__EXTRACTED RECORDS__:
BEGIN

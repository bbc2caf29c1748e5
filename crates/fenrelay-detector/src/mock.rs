//! Scripted observer for tests.

use std::collections::{HashMap, VecDeque};

use fenrelay_core::SessionId;
use parking_lot::Mutex;

use crate::observer::Observer;

#[derive(Default)]
struct Script {
    reads: VecDeque<Option<String>>,
    /// Returned once `reads` runs dry.
    current: Option<String>,
    read_count: usize,
}

/// Observer that plays back a fixed sequence of reads per session.
///
/// Each read pops the next scripted value; after the script is exhausted
/// the last value popped (or the one given to [`ScriptedObserver::show`])
/// is returned indefinitely.
#[derive(Default)]
pub struct ScriptedObserver {
    sessions: Mutex<HashMap<SessionId, Script>>,
}

impl ScriptedObserver {
    pub fn new() -> Self {
        Self::default()
    }

    /// Queue reads for a session.
    pub fn script<I, S>(&self, session_id: &SessionId, reads: I)
    where
        I: IntoIterator<Item = Option<S>>,
        S: Into<String>,
    {
        let mut sessions = self.sessions.lock();
        let script = sessions.entry(session_id.clone()).or_default();
        script
            .reads
            .extend(reads.into_iter().map(|r| r.map(Into::into)));
    }

    /// Show a fixed value from now on, dropping any queued reads.
    pub fn show(&self, session_id: &SessionId, raw: Option<&str>) {
        let mut sessions = self.sessions.lock();
        let script = sessions.entry(session_id.clone()).or_default();
        script.reads.clear();
        script.current = raw.map(str::to_owned);
    }

    /// How many times the session has been read.
    pub fn read_count(&self, session_id: &SessionId) -> usize {
        self.sessions
            .lock()
            .get(session_id)
            .map_or(0, |s| s.read_count)
    }
}

impl Observer for ScriptedObserver {
    fn read_current_position(&self, session_id: &SessionId) -> Option<String> {
        let mut sessions = self.sessions.lock();
        let script = sessions.entry(session_id.clone()).or_default();
        script.read_count += 1;
        if let Some(next) = script.reads.pop_front() {
            script.current = next;
        }
        script.current.clone()
    }
}
use fenrelay_core::RelayError;

/// Transport-level failures. All of them end the current connection.
#[derive(Debug, thiserror::Error)]
pub enum LinkError {
    #[error("connect to {url} failed: {reason}")]
    Connect { url: String, reason: String },

    #[error("send failed: {0}")]
    Send(String),

    #[error("receive failed: {0}")]
    Receive(String),

    #[error("connection closed by peer")]
    Closed,
}

impl LinkError {
    /// Short classification string for logging/metrics.
    pub fn error_kind(&self) -> &'static str {
        match self {
            Self::Connect { .. } => "connect",
            Self::Send(_) => "send",
            Self::Receive(_) => "receive",
            Self::Closed => "closed",
        }
    }
}

impl From<LinkError> for RelayError {
    fn from(e: LinkError) -> Self {
        match e {
            LinkError::Connect { .. } => Self::TransientUnavailable(e.to_string()),
            _ => Self::ConnectionLost(e.to_string()),
        }
    }
}

#[cfg(test)]
mod tests {
    use super::*;

    #[test]
    fn every_link_error_is_retryable() {
        let errors = [
            LinkError::Connect {
                url: "ws://localhost:8085".into(),
                reason: "refused".into(),
            },
            LinkError::Send("broken pipe".into()),
            LinkError::Receive("reset".into()),
            LinkError::Closed,
        ];
        for e in errors {
            let kind = e.error_kind();
            let relay: RelayError = e.into();
            assert!(relay.is_retryable(), "{kind} should be retryable");
        }
    }

    #[test]
    fn connect_failure_is_transient() {
        let e = LinkError::Connect {
            url: "ws://x".into(),
            reason: "dns".into(),
        };
        assert_eq!(e.to_string(), "connect to ws://x failed: dns");
        let relay: RelayError = e.into();
        assert_eq!(relay.error_kind(), "transient_unavailable");
    }
}
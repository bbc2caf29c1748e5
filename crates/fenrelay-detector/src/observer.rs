use dashmap::DashMap;
use fenrelay_core::SessionId;

/// Live read access to whatever position a session's host is showing.
///
/// Reads must be cheap and non-blocking; the detector calls this from
/// inside its timers.
pub trait Observer: Send + Sync + 'static {
    /// Raw position text as currently displayed, or `None` if the host
    /// has nothing to show (page gone, board not mounted).
    fn read_current_position(&self, session_id: &SessionId) -> Option<String>;
}

/// Observer backed by the most recent value pushed for each session.
#[derive(Debug, Default)]
pub struct LatestValueObserver {
    latest: DashMap<SessionId, String>,
}

impl LatestValueObserver {
    pub fn new() -> Self {
        Self::default()
    }

    /// Record what the session is showing now.
    pub fn set(&self, session_id: &SessionId, raw: impl Into<String>) {
        let _ = self.latest.insert(session_id.clone(), raw.into());
    }

    /// The session no longer shows a position.
    pub fn clear(&self, session_id: &SessionId) {
        let _ = self.latest.remove(session_id);
    }
}

impl Observer for LatestValueObserver {
    fn read_current_position(&self, session_id: &SessionId) -> Option<String> {
        self.latest.get(session_id).map(|v| v.value().clone())
    }
}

END

Copy every record exactly as presented.

__RESULT FOR THIS TASK__:
repository bbc2caf29c1748e5
filename crates/fenrelay-detector/src/mock.rs
//! Scripted observer for tests.

use std::collections::{HashMap, VecDeque};

use fenrelay_core::SessionId;
use parking_lot::Mutex;

use crate::observer::Observer;

#[derive(Default)]
struct Script {
    reads: VecDeque<Option<String>>,
    /// Returned once `reads` runs dry.
    current: Option<String>,
    read_count: usize,
}

/// Observer that plays back a fixed sequence of reads per session.
///
/// Each read pops the next scripted value; after the script is exhausted
/// the last value popped (or the one given to [`ScriptedObserver::show`])
/// is returned indefinitely.
#[derive(Default)]
pub struct ScriptedObserver {
    sessions: Mutex<HashMap<SessionId, Script>>,
}

impl ScriptedObserver {
    pub fn new() -> Self {
        Self::default()
    }

    /// Queue reads for a session.
    pub fn script<I, S>(&self, session_id: &SessionId, reads: I)
    where
        I: IntoIterator<Item = Option<S>>,
        S: Into<String>,
    {
        let mut sessions = self.sessions.lock();
        let script = sessions.entry(session_id.clone()).or_default();
        script
            .reads
            .extend(reads.into_iter().map(|r| r.map(Into::into)));
    }

    /// Show a fixed value from now on, dropping any queued reads.
    pub fn show(&self, session_id: &SessionId, raw: Option<&str>) {
        let mut sessions = self.sessions.lock();
        let script = sessions.entry(session_id.clone()).or_default();
        script.reads.clear();
        script.current = raw.map(str::to_owned);
    }

    /// How many times the session has been read.
    pub fn read_count(&self, session_id: &SessionId) -> usize {
        self.sessions
            .lock()
            .get(session_id)
            .map_or(0, |s| s.read_count)
    }
}

impl Observer for ScriptedObserver {
    fn read_current_position(&self, session_id: &SessionId) -> Option<String> {
        let mut sessions = self.sessions.lock();
        let script = sessions.entry(session_id.clone()).or_default();
        script.read_count += 1;
        if let Some(next) = script.reads.pop_front() {
            script.current = next;
        }
        script.current.clone()
    }
}
use fenrelay_core::RelayError;

/// Transport-level failures. All of them end the current connection.
#[derive(Debug, thiserror::Error)]
pub enum LinkError {
    #[error("connect to {url} failed: {reason}")]
    Connect { url: String, reason: String },

    #[error("send failed: {0}")]
    Send(String),

    #[error("receive failed: {0}")]
    Receive(String),

    #[error("connection closed by peer")]
    Closed,
}

impl LinkError {
    /// Short classification string for logging/metrics.
    pub fn error_kind(&self) -> &'static str {
        match self {
            Self::Connect { .. } => "connect",
            Self::Send(_) => "send",
            Self::Receive(_) => "receive",
            Self::Closed => "closed",
        }
    }
}

impl From<LinkError> for RelayError {
    fn from(e: LinkError) -> Self {
        match e {
            LinkError::Connect { .. } => Self::TransientUnavailable(e.to_string()),
            _ => Self::ConnectionLost(e.to_string()),
        }
    }
}

#[cfg(test)]
mod tests {
    use super::*;

    #[test]
    fn every_link_error_is_retryable() {
        let errors = [
            LinkError::Connect {
                url: "ws://localhost:8085".into(),
                reason: "refused".into(),
            },
            LinkError::Send("broken pipe".into()),
            LinkError::Receive("reset".into()),
            LinkError::Closed,
        ];
        for e in errors {
            let kind = e.error_kind();
            let relay: RelayError = e.into();
            assert!(relay.is_retryable(), "{kind} should be retryable");
        }
    }

    #[test]
    fn connect_failure_is_transient() {
        let e = LinkError::Connect {
            url: "ws://x".into(),
            reason: "dns".into(),
        };
        assert_eq!(e.to_string(), "connect to ws://x failed: dns");
        let relay: RelayError = e.into();
        assert_eq!(relay.error_kind(), "transient_unavailable");
    }
}
repository bbc2caf29c1748e5
filename crates/fenrelay-detector/src/observer.rs
use dashmap::DashMap;
use fenrelay_core::SessionId;

/// Live read access to whatever position a session's host is showing.
///
/// Reads must be cheap and non-blocking; the detector calls this from
/// inside its timers.
pub trait Observer: Send + Sync + 'static {
    /// Raw position text as currently displayed, or `None` if the host
    /// has nothing to show (page gone, board not mounted).
    fn read_current_position(&self, session_id: &SessionId) -> Option<String>;
}

/// Observer backed by the most recent value pushed for each session.
#[derive(Debug, Default)]
pub struct LatestValueObserver {
    latest: DashMap<SessionId, String>,
}

impl LatestValueObserver {
    pub fn new() -> Self {
        Self::default()
    }

    /// Record what the session is showing now.
    pub fn set(&self, session_id: &SessionId, raw: impl Into<String>) {
        let _ = self.latest.insert(session_id.clone(), raw.into());
    }

    /// The session no longer shows a position.
    pub fn clear(&self, session_id: &SessionId) {
        let _ = self.latest.remove(session_id);
    }
}

impl Observer for LatestValueObserver {
    fn read_current_position(&self, session_id: &SessionId) -> Option<String> {
        self.latest.get(session_id).map(|v| v.value().clone())
    }
}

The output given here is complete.